L’inizio del nuovo secolo rivelò tuttavia l’esistenza di altre minacce: oltre agli attacchi dell’11 settembre 2001, l’anno dopo la Germania fu devastata come altri Paesi europei dalle alluvioni dell’Elba e del Danubio, che colpirono duramente soprattutto a est. Si tentò allora di riorganizzare dalle fondamenta l’infrastruttura di aiuto in caso di emergenze, e venne istituito il Bundesamt für Bevölkerungsschutz und Katastrophenhilfe (Ufficio federale per la protezione della popolazione e l’aiuto in caso di catastrofe, BBK): un’istituzione più moderna e agile che sostituì il Bundesamt für Zivilschutz (l’Ufficio federale per la protezione civile). L’intenzione dell’ideatore del nuovo BBK, il Ministro degli Interni Otto Schilly (SPD), era quella di mettere in piedi un’agenzia in grado di coordinare i soccorsi in maniera più rapida ed efficace, centralizzando alcune funzioni e dando maggiore potere d’azione al governo federale – e mettendo a punto esercitazioni mirate.

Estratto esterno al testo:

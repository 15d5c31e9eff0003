//! Room registry and message handling
//!
//! [`RoomManager`] turns one client message into an [`Outcome`]: the messages
//! to deliver and the timer events the runtime has to act on. It never does
//! I/O itself, so it is driven the same way by the TCP server and by tests.
//!
//! Rooms live in a [`DashMap`]; holding a room's entry serialises everything
//! done to that room, which is what keeps block ticks unique. Session and
//! token refs are never held while a room entry is acquired.

use crate::config::ServerConfig;
use crate::constants::world::WORLD_HEIGHT;
use crate::network::error::{reconnect_failed, RoomError, RoomResult};
use crate::network::packet::{ClientMessage, ServerMessage};
use crate::network::protocol::{Protocol, RECONNECT_TOKEN_BYTES};
use crate::network::room::{
    BlockChange, ConnectionId, PlayerId, PlayerPosition, Room, RoomCode, RoomSnapshot, RoomStatus,
};
use crate::time::Clock;
use crate::world::{BlockId, VoxelPos};
use dashmap::mapref::entry::Entry;
use dashmap::mapref::one::RefMut;
use dashmap::DashMap;
use parking_lot::Mutex;
use rand::rngs::StdRng;
use rand::{Rng, SeedableRng};
use std::sync::atomic::{AtomicU64, Ordering};
use std::sync::Arc;

/// One message addressed to one connection
#[derive(Debug, Clone, PartialEq)]
pub struct Dispatch {
    pub to: ConnectionId,
    pub message: ServerMessage,
}

/// Room transitions that start or stop timers
#[derive(Debug, Clone, PartialEq, Eq)]
pub enum RoomEvent {
    CountdownStarted { code: RoomCode, seconds: u64 },
    GameStarted { code: RoomCode },
    GameFinished { code: RoomCode },
    RoomClosed { code: RoomCode },
}

#[derive(Debug, Clone, Default, PartialEq)]
pub struct Outcome {
    pub dispatches: Vec<Dispatch>,
    pub events: Vec<RoomEvent>,
}

impl Outcome {
    fn reply(to: ConnectionId, message: ServerMessage) -> Self {
        let mut outcome = Self::default();
        outcome.send(to, message);
        outcome
    }

    fn send(&mut self, to: ConnectionId, message: ServerMessage) {
        self.dispatches.push(Dispatch { to, message });
    }

    fn broadcast(&mut self, to: &[ConnectionId], message: ServerMessage) {
        for conn in to {
            self.send(*conn, message.clone());
        }
    }

    fn event(&mut self, event: RoomEvent) {
        self.events.push(event);
    }

    /// Messages addressed to one connection, in send order
    pub fn messages_for(&self, to: ConnectionId) -> Vec<&ServerMessage> {
        self.dispatches
            .iter()
            .filter(|d| d.to == to)
            .map(|d| &d.message)
            .collect()
    }

    pub fn is_empty(&self) -> bool {
        self.dispatches.is_empty() && self.events.is_empty()
    }
}

/// Which player a connection (or a token) speaks for
#[derive(Debug, Clone, PartialEq, Eq)]
struct Session {
    room: RoomCode,
    player: PlayerId,
}

pub struct RoomManager {
    rooms: DashMap<RoomCode, Room>,
    sessions: DashMap<ConnectionId, Session>,
    tokens: DashMap<String, Session>,
    config: ServerConfig,
    clock: Arc<dyn Clock>,
    rng: Mutex<StdRng>,
    next_connection: AtomicU64,
}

C’era però un problema: bisognava modificare la Grundgesetz, la Costituzione. Secondo il dettato costituzionale, quelle funzioni erano (e sono) di competenza dei singoli Länder, che non avevano (e non hanno) alcuna intenzione di rinunciare alle loro prerogative. La modifica non riuscì: ed è qui che si nasconde la seconda causa identificata dallo Spiegel, nello scarto che si creò fra le competenze del BBK e il mancato ancoramento costituzionale che esse avrebbero richiesto. Il nuovo Ufficio federale può agire solo im Spannungs- und Verteidigungsfall, «in caso di tensione e di difesa»: in caso di catastrofe può coordinarsi con i Länder, ma solo su richiesta dei Länder stessi. Esattamente come il vecchio Ufficio per la protezione civile, non può prendere l’iniziativa e coordinare a livello centrale, deve attendere che siano i governi locali ad attivarsi per primi. Si tratta del Geburtsfehler, il «difetto di nascita» del BBK, come lo chiama lo Spiegel.
Negli anni successivi si continuò comunque a lavorare per modificare l’assetto dell’Ufficio federale e delle sue prerogative: la cornice principale era quella della lotta al terrorismo e della prevenzione e del soccorso in caso di attentati, ma si cercava di mantenere alta l’attenzione anche sulle catastrofi naturali e sulle pandemie. Nel 2008 i parlamentari della CDU, della SPD, dei Grünen e della FDP collaborarono alla pubblicazione di un libro verde dal titolo Risiken und Herausforderungen für die öffentliche Sicherheit in Deutschland («Rischi e sfide per la sicurezza pubblica in Germania»), che conteneva anche un capitolo dedicato al rischio di una pandemia legata a una variante del virus SARS. Come venne ripetuto anche durante la discussione del testo al Bundestag, tra gli esperti non si tratta più di sapere se arriverà una pandemia, ma quando.
Il problema è che si era nel 2008, e con il fallimento di Lehman Brothers l’unica crisi di cui importava era quella finanziaria, immediata e concretissima. Ci sarebbe stato tempo per pensare a eventuali pandemie. Solo che poi il tempo non c’è stato.